Work instructions
Look through the listing below, find every line with the string "Option", and copy it.

--------

//! Metadata labels written on managed resources
//!
//! Labels are the only persistence the engine has: the state manager reads
//! them back to recognise a workspace's containers and to compare the hashes
//! recorded at creation time with the desired ones.

use crate::compose::project_name;
use crate::hash::ContentHashes;
use crate::workspace::{PlanType, Workspace};
use std::collections::BTreeMap;

pub const LABEL_MANAGED_BY: &str = "dev.stevedore.managed-by";
pub const LABEL_WORKSPACE_ID: &str = "dev.stevedore.workspace.id";
pub const LABEL_WORKSPACE_NAME: &str = "dev.stevedore.workspace.name";
pub const LABEL_CONFIG_PATH: &str = "dev.stevedore.config.path";
pub const LABEL_HASH_CONFIG: &str = "dev.stevedore.hash.config";
pub const LABEL_HASH_DOCKERFILE: &str = "dev.stevedore.hash.dockerfile";
pub const LABEL_HASH_COMPOSE: &str = "dev.stevedore.hash.compose";
pub const LABEL_HASH_FEATURES: &str = "dev.stevedore.hash.features";
pub const LABEL_HASH_OVERALL: &str = "dev.stevedore.hash.overall";
pub const LABEL_BUILD_METHOD: &str = "dev.stevedore.build.method";
pub const LABEL_BASE_IMAGE: &str = "dev.stevedore.image.base";
pub const LABEL_DERIVED_IMAGE: &str = "dev.stevedore.image.derived";
pub const LABEL_FEATURES: &str = "dev.stevedore.features";
pub const LABEL_PRIMARY: &str = "dev.stevedore.primary";
pub const LABEL_COMPOSE_PROJECT: &str = "dev.stevedore.compose.project";
pub const LABEL_COMPOSE_SERVICE: &str = "dev.stevedore.compose.service";

/// Value of [`LABEL_MANAGED_BY`]
pub const MANAGED_BY: &str = "stevedore";

/// Label sets for workspace resources
pub struct ResourceLabels;

impl ResourceLabels {
    /// Labels for one resource of `workspace`
    ///
    /// `compose_service` is the service the resource belongs to for compose
    /// plans.
    pub fn for_workspace(
        workspace: &Workspace,
        primary: bool,
        compose_service: Option<&str>,
    ) -> BTreeMap<String, String> {
        let mut labels = BTreeMap::new();
        let mut put = |key: &str, value: String| {
            labels.insert(key.to_string(), value);
        };

        put(LABEL_MANAGED_BY, MANAGED_BY.to_string());
        put(LABEL_WORKSPACE_ID, workspace.id.clone());
        put(LABEL_WORKSPACE_NAME, workspace.name.clone());
        put(LABEL_CONFIG_PATH, workspace.config_path.display().to_string());

        let hashes = &workspace.hashes;
        put(LABEL_HASH_CONFIG, hashes.config.clone());
        put(LABEL_HASH_DOCKERFILE, hashes.dockerfile.clone());
        put(LABEL_HASH_COMPOSE, hashes.compose.clone());
        put(LABEL_HASH_FEATURES, hashes.features.clone());
        put(LABEL_HASH_OVERALL, hashes.overall.clone());

        put(LABEL_BUILD_METHOD, workspace.plan_type().to_string());
        if let Some(build) = &workspace.build {
            put(LABEL_BASE_IMAGE, build.base_image.clone());
            if let Some(derived) = &build.derived_image {
                put(LABEL_DERIVED_IMAGE, derived.clone());
            }
        } else if let Some(image) = &workspace.resolved.image {
            put(LABEL_BASE_IMAGE, image.clone());
        }
        if workspace.has_features() {
            put(LABEL_FEATURES, workspace.resolved.feature_ids().join(","));
        }
        put(LABEL_PRIMARY, primary.to_string());

        if workspace.plan_type() == PlanType::Compose {
            put(LABEL_COMPOSE_PROJECT, project_name(workspace));
            if let Some(service) = compose_service {
                put(LABEL_COMPOSE_SERVICE, service.to_string());
            }
        }
        labels
    }

    /// Hash set recorded on a resource
    ///
    /// `None` when the resource carries no overall hash.
    pub fn recorded_hashes(labels: &BTreeMap<String, String>) -> Option<ContentHashes> {
        let overall = labels.get(LABEL_HASH_OVERALL)?;
        let get = |key: &str| labels.get(key).cloned().unwrap_or_default();
        Some(ContentHashes {
            config: get(LABEL_HASH_CONFIG),
            dockerfile: get(LABEL_HASH_DOCKERFILE),
            compose: get(LABEL_HASH_COMPOSE),
            features: get(LABEL_HASH_FEATURES),
            overall: overall.clone(),
        })
    }

    /// Filter matching every managed resource of a workspace
    pub fn selector(workspace_id: &str, project: Option<&str>) -> BTreeMap<String, String> {
        let mut selector = BTreeMap::new();
        selector.insert(LABEL_MANAGED_BY.to_string(), MANAGED_BY.to_string());
        selector.insert(LABEL_WORKSPACE_ID.to_string(), workspace_id.to_string());
        if let Some(project) = project {
            selector.insert(LABEL_COMPOSE_PROJECT.to_string(), project.to_string());
        }
        selector
    }

    /// Whether a resource is marked as the primary one
    pub fn is_primary(labels: &BTreeMap<String, String>) -> bool {
        labels.get(LABEL_PRIMARY).map(String::as_str) == Some("true")
    }
}

#[cfg(test)]
mod tests {
    use super::*;

    #[test]
    fn test_selector_includes_project_when_given() {
        let selector = ResourceLabels::selector("abc", None);
        assert_eq!(selector.len(), 2);
        assert_eq!(selector[LABEL_MANAGED_BY], MANAGED_BY);
        assert_eq!(selector[LABEL_WORKSPACE_ID], "abc");

        let selector = ResourceLabels::selector("abc", Some("proj"));
        assert_eq!(selector[LABEL_COMPOSE_PROJECT], "proj");
    }

    #[test]
    fn test_recorded_hashes_requires_overall() {
        let mut labels = BTreeMap::new();
        labels.insert(LABEL_HASH_CONFIG.to_string(), "c".to_string());
        assert!(ResourceLabels::recorded_hashes(&labels).is_none());

        labels.insert(LABEL_HASH_OVERALL.to_string(), "o".to_string());
        let hashes = ResourceLabels::recorded_hashes(&labels).unwrap();
        assert_eq!(hashes.config, "c");
        assert_eq!(hashes.overall, "o");
        assert!(hashes.dockerfile.is_empty());
    }

    #[test]
    fn test_is_primary() {
        let mut labels = BTreeMap::new();
        assert!(!ResourceLabels::is_primary(&labels));
        labels.insert(LABEL_PRIMARY.to_string(), "false".to_string());
        assert!(!ResourceLabels::is_primary(&labels));
        labels.insert(LABEL_PRIMARY.to_string(), "true".to_string());
        assert!(ResourceLabels::is_primary(&labels));
    }
}
/// Resolved model of one project's desired environment
#[derive(Debug, Clone)]
pub struct Workspace {
    pub id: String,
    pub name: String,
    pub root: PathBuf,
    pub config_path: PathBuf,
    pub raw_config: ParsedConfig,
    pub resolved: ResolvedConfig,
    pub hashes: ContentHashes,
    /// Populated after inspecting a live resource
    pub state: Option<RuntimeState>,
    /// Populated by the build stage
    pub build: Option<BuildInfo>,
}

impl Workspace {
    pub fn plan_type(&self) -> PlanType {
        self.resolved.plan_type
    }

    /// Name of the primary container of single-container plans
    pub fn container_name(&self) -> String {
        format!("stevedore-{}", self.id)
    }

    /// Tag of the image built from the Dockerfile
    pub fn built_image_name(&self) -> String {
        format!("stevedore-{}", self.id)
    }

    /// Tag of the feature-derived image
    pub fn derived_image_name(&self) -> String {
        format!("stevedore-{}-features", self.id)
    }

    pub fn has_features(&self) -> bool {
        !self.resolved.features.is_empty()
    }
}

/// Canonical absolute workspace root, symlinks resolved
#[instrument]
pub fn resolve_workspace_root(path: &Path) -> Result<PathBuf> {
    let canonical = path.canonicalize().map_err(|e| {
        debug!("Failed to canonicalize workspace path: {}", e);
        ConfigError::NotFound {
            path: path.display().to_string(),
        }
    })?;
    debug!("Workspace root: {}", canonical.display());
    Ok(canonical)
}

/// Stable identifier of a canonical workspace root
///
/// Lowercase base32 of the SHA-256 of the path, first 12 characters.
pub fn workspace_id(canonical_root: &Path) -> String {
    let digest = Sha256::digest(canonical_root.to_string_lossy().as_bytes());
    let mut encoded = base32_lower(&digest);
    encoded.truncate(WORKSPACE_ID_LEN);
    encoded
}

/// RFC 4648 base32, lowercase, without padding
fn base32_lower(bytes: &[u8]) -> String {
    let mut out = String::with_capacity((bytes.len() * 8 + 4) / 5);
    let mut buffer: u16 = 0;
    let mut bits = 0u8;
    for &byte in bytes {
        buffer = (buffer << 8) | u16::from(byte);
        bits += 8;
        while bits >= 5 {
            bits -= 5;
            out.push(BASE32_ALPHABET[usize::from((buffer >> bits) & 0x1f)] as char);
        }
        buffer &= (1 << bits) - 1;
    }
    if bits > 0 {
        out.push(BASE32_ALPHABET[usize::from((buffer << (5 - bits)) & 0x1f)] as char);
    }
    out
}

/// Builds [`Workspace`] values
pub struct WorkspaceBuilder<'a> {
    substitute: &'a dyn Substitute,
    local_env: Option<HashMap<String, String>>,
}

--------

Solution to the exercise
        compose_service: Option<&str>,
    pub fn recorded_hashes(labels: &BTreeMap<String, String>) -> Option<ContentHashes> {
    pub fn selector(workspace_id: &str, project: Option<&str>) -> BTreeMap<String, String> {
    pub state: Option<RuntimeState>,
    pub build: Option<BuildInfo>,
    local_env: Option<HashMap<String, String>>,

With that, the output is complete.